WHAT THE EXERCISE ASKS: Print out all of the data below, keeping it identical to the original.

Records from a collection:
━━━━━━

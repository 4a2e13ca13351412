//! Local Market server library.
//!
//! HTTP API for a neighborhood grocery delivery store: public catalog,
//! session carts, checkout validation, order placement and the admin
//! fulfillment console. The business rules live in `local_market_core`;
//! this crate loads and persists state around them.
//!
//! # Identity
//!
//! The server trusts an upstream gateway to authenticate callers and pass
//! their identity in headers (`x-user-id`, `x-admin-id`, `x-admin-role`).
//! Never expose it to the internet without that gateway in front.

#![cfg_attr(not(test), forbid(unsafe_code))]

pub mod config;
pub mod db;
pub mod error;
pub mod middleware;
pub mod routes;
pub mod services;
pub mod state;
//! Unified error handling for the HTTP API.
//!
//! Every error renders as a JSON body `{ "code", "message" }`. Business-rule
//! failures carry their stable domain code; checkout failures add the full
//! `errors` list so clients can show every problem at once.

use axum::{
    Json,
    extract::rejection::{JsonRejection, PathRejection, QueryRejection},
    http::StatusCode,
    response::{IntoResponse, Response},
};
use local_market_core::{DomainError, ErrorCode, ErrorKind};
use serde::Serialize;
use thiserror::Error;

use crate::db::RepositoryError;

/// Application-level error type.
#[derive(Debug, Error)]
pub enum AppError {
    /// A business rule rejected the request.
    #[error("{0}")]
    Domain(#[from] DomainError),

    /// Checkout validation failed; the quote's error codes are attached.
    #[error("checkout is not valid: {errors:?}")]
    CheckoutInvalid { errors: Vec<ErrorCode> },

    /// Database operation failed.
    #[error("Database error: {0}")]
    Database(#[from] RepositoryError),

    /// Resource not found.
    #[error("Not found: {0}")]
    NotFound(String),

    /// Caller is not authenticated.
    #[error("Unauthorized: {0}")]
    Unauthorized(String),

    /// Caller lacks permission.
    #[error("Forbidden: {0}")]
    Forbidden(String),

    /// Bad request from client.
    #[error("Bad request: {0}")]
    BadRequest(String),

    /// Internal server error.
    #[error("Internal error: {0}")]
    Internal(String),
}

impl From<sqlx::Error> for AppError {
    fn from(e: sqlx::Error) -> Self {
        Self::Database(RepositoryError::Database(e))
    }
}

impl From<JsonRejection> for AppError {
    fn from(e: JsonRejection) -> Self {
        Self::BadRequest(e.body_text())
    }
}

impl From<QueryRejection> for AppError {
    fn from(e: QueryRejection) -> Self {
        Self::BadRequest(e.body_text())
    }
}

impl From<PathRejection> for AppError {
    fn from(e: PathRejection) -> Self {
        Self::BadRequest(e.body_text())
    }
}

/// JSON error body.
#[derive(Debug, Serialize)]
pub struct ErrorBody {
    pub code: String,
    pub message: String,
    #[serde(skip_serializing_if = "Option::is_none")]
    pub errors: Option<Vec<ErrorCode>>,
}

impl AppError {
    /// HTTP status for this error.
    #[must_use]
    pub const fn status(&self) -> StatusCode {
        match self {
            Self::Domain(e) => match e.kind() {
                ErrorKind::Invalid => StatusCode::BAD_REQUEST,
                ErrorKind::NotFound => StatusCode::NOT_FOUND,
                ErrorKind::Conflict => StatusCode::CONFLICT,
            },
            Self::CheckoutInvalid { .. } | Self::BadRequest(_) => StatusCode::BAD_REQUEST,
            Self::Database(RepositoryError::NotFound) | Self::NotFound(_) => StatusCode::NOT_FOUND,
            Self::Database(RepositoryError::Conflict(_)) => StatusCode::CONFLICT,
            Self::Database(_) | Self::Internal(_) => StatusCode::INTERNAL_SERVER_ERROR,
            Self::Unauthorized(_) => StatusCode::UNAUTHORIZED,
            Self::Forbidden(_) => StatusCode::FORBIDDEN,
        }
    }

    fn body(&self) -> ErrorBody {
        let (code, message, errors) = match self {
            Self::Domain(e) => (e.code.as_str().to_string(), e.message.clone(), None),
            Self::CheckoutInvalid { errors } => (
                ErrorCode::CheckoutInvalid.as_str().to_string(),
                "checkout is not valid".to_string(),
                Some(errors.clone()),
            ),
            Self::Database(RepositoryError::NotFound) => {
                ("NOT_FOUND".to_string(), "not found".to_string(), None)
            }
            Self::Database(RepositoryError::Conflict(msg)) => {
                ("CONFLICT".to_string(), msg.clone(), None)
            }
            // Don't expose internal error details to clients
            Self::Database(_) | Self::Internal(_) => (
                "INTERNAL_ERROR".to_string(),
                "Internal server error".to_string(),
                None,
            ),
            Self::NotFound(msg) => ("NOT_FOUND".to_string(), msg.clone(), None),
            Self::Unauthorized(msg) => ("UNAUTHORIZED".to_string(), msg.clone(), None),
            Self::Forbidden(msg) => ("FORBIDDEN".to_string(), msg.clone(), None),
            Self::BadRequest(msg) => (
                ErrorCode::InvalidRequest.as_str().to_string(),
                msg.clone(),
                None,
            ),
        };
        ErrorBody {
            code,
            message,
            errors,
        }
    }
}

impl IntoResponse for AppError {
    fn into_response(self) -> Response {
        let status = self.status();

        // Log server errors with Sentry
        if status.is_server_error() {
            let event_id = sentry::capture_error(&self);
            tracing::error!(
                error = %self,
                sentry_event_id = %event_id,
                "Request error"
            );
        } else {
            tracing::debug!(error = %self, status = status.as_u16(), "Request rejected");
        }

        (status, Json(self.body())).into_response()
    }
}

━━━━━━

OUTPUT BELOW:
repository 4a2e13ca13351412
//! Local Market server library.
//!
//! HTTP API for a neighborhood grocery delivery store: public catalog,
//! session carts, checkout validation, order placement and the admin
//! fulfillment console. The business rules live in `local_market_core`;
//! this crate loads and persists state around them.
//!
//! # Identity
//!
//! The server trusts an upstream gateway to authenticate callers and pass
//! their identity in headers (`x-user-id`, `x-admin-id`, `x-admin-role`).
//! Never expose it to the internet without that gateway in front.

#![cfg_attr(not(test), forbid(unsafe_code))]

pub mod config;
pub mod db;
pub mod error;
pub mod middleware;
pub mod routes;
pub mod services;
pub mod state;
//! Unified error handling for the HTTP API.
//!
//! Every error renders as a JSON body `{ "code", "message" }`. Business-rule
//! failures carry their stable domain code; checkout failures add the full
//! `errors` list so clients can show every problem at once.

use axum::{
    Json,
    extract::rejection::{JsonRejection, PathRejection, QueryRejection},
    http::StatusCode,
    response::{IntoResponse, Response},
};
use local_market_core::{DomainError, ErrorCode, ErrorKind};
use serde::Serialize;
use thiserror::Error;

use crate::db::RepositoryError;

/// Application-level error type.
#[derive(Debug, Error)]
pub enum AppError {
    /// A business rule rejected the request.
    #[error("{0}")]
    Domain(#[from] DomainError),

    /// Checkout validation failed; the quote's error codes are attached.
    #[error("checkout is not valid: {errors:?}")]
    CheckoutInvalid { errors: Vec<ErrorCode> },

    /// Database operation failed.
    #[error("Database error: {0}")]
    Database(#[from] RepositoryError),

    /// Resource not found.
    #[error("Not found: {0}")]
    NotFound(String),

    /// Caller is not authenticated.
    #[error("Unauthorized: {0}")]
    Unauthorized(String),

    /// Caller lacks permission.
    #[error("Forbidden: {0}")]
    Forbidden(String),

    /// Bad request from client.
    #[error("Bad request: {0}")]
    BadRequest(String),

    /// Internal server error.
    #[error("Internal error: {0}")]
    Internal(String),
}

impl From<sqlx::Error> for AppError {
    fn from(e: sqlx::Error) -> Self {
        Self::Database(RepositoryError::Database(e))
    }
}

impl From<JsonRejection> for AppError {
    fn from(e: JsonRejection) -> Self {
        Self::BadRequest(e.body_text())
    }
}

impl From<QueryRejection> for AppError {
    fn from(e: QueryRejection) -> Self {
        Self::BadRequest(e.body_text())
    }
}

impl From<PathRejection> for AppError {
    fn from(e: PathRejection) -> Self {
        Self::BadRequest(e.body_text())
    }
}

/// JSON error body.
#[derive(Debug, Serialize)]
pub struct ErrorBody {
    pub code: String,
    pub message: String,
    #[serde(skip_serializing_if = "Option::is_none")]
    pub errors: Option<Vec<ErrorCode>>,
}

impl AppError {
    /// HTTP status for this error.
    #[must_use]
    pub const fn status(&self) -> StatusCode {
        match self {
            Self::Domain(e) => match e.kind() {
                ErrorKind::Invalid => StatusCode::BAD_REQUEST,
                ErrorKind::NotFound => StatusCode::NOT_FOUND,
                ErrorKind::Conflict => StatusCode::CONFLICT,
            },
            Self::CheckoutInvalid { .. } | Self::BadRequest(_) => StatusCode::BAD_REQUEST,
            Self::Database(RepositoryError::NotFound) | Self::NotFound(_) => StatusCode::NOT_FOUND,
            Self::Database(RepositoryError::Conflict(_)) => StatusCode::CONFLICT,
            Self::Database(_) | Self::Internal(_) => StatusCode::INTERNAL_SERVER_ERROR,
            Self::Unauthorized(_) => StatusCode::UNAUTHORIZED,
            Self::Forbidden(_) => StatusCode::FORBIDDEN,
        }
    }

    fn body(&self) -> ErrorBody {
        let (code, message, errors) = match self {
            Self::Domain(e) => (e.code.as_str().to_string(), e.message.clone(), None),
            Self::CheckoutInvalid { errors } => (
                ErrorCode::CheckoutInvalid.as_str().to_string(),
                "checkout is not valid".to_string(),
                Some(errors.clone()),
            ),
            Self::Database(RepositoryError::NotFound) => {
                ("NOT_FOUND".to_string(), "not found".to_string(), None)
            }
            Self::Database(RepositoryError::Conflict(msg)) => {
                ("CONFLICT".to_string(), msg.clone(), None)
            }
            // Don't expose internal error details to clients
            Self::Database(_) | Self::Internal(_) => (
                "INTERNAL_ERROR".to_string(),
                "Internal server error".to_string(),
                None,
            ),
            Self::NotFound(msg) => ("NOT_FOUND".to_string(), msg.clone(), None),
            Self::Unauthorized(msg) => ("UNAUTHORIZED".to_string(), msg.clone(), None),
            Self::Forbidden(msg) => ("FORBIDDEN".to_string(), msg.clone(), None),
            Self::BadRequest(msg) => (
                ErrorCode::InvalidRequest.as_str().to_string(),
                msg.clone(),
                None,
            ),
        };
        ErrorBody {
            code,
            message,
            errors,
        }
    }
}

impl IntoResponse for AppError {
    fn into_response(self) -> Response {
        let status = self.status();

        // Log server errors with Sentry
        if status.is_server_error() {
            let event_id = sentry::capture_error(&self);
            tracing::error!(
                error = %self,
                sentry_event_id = %event_id,
                "Request error"
            );
        } else {
            tracing::debug!(error = %self, status = status.as_u16(), "Request rejected");
        }

        (status, Json(self.body())).into_response()
    }
}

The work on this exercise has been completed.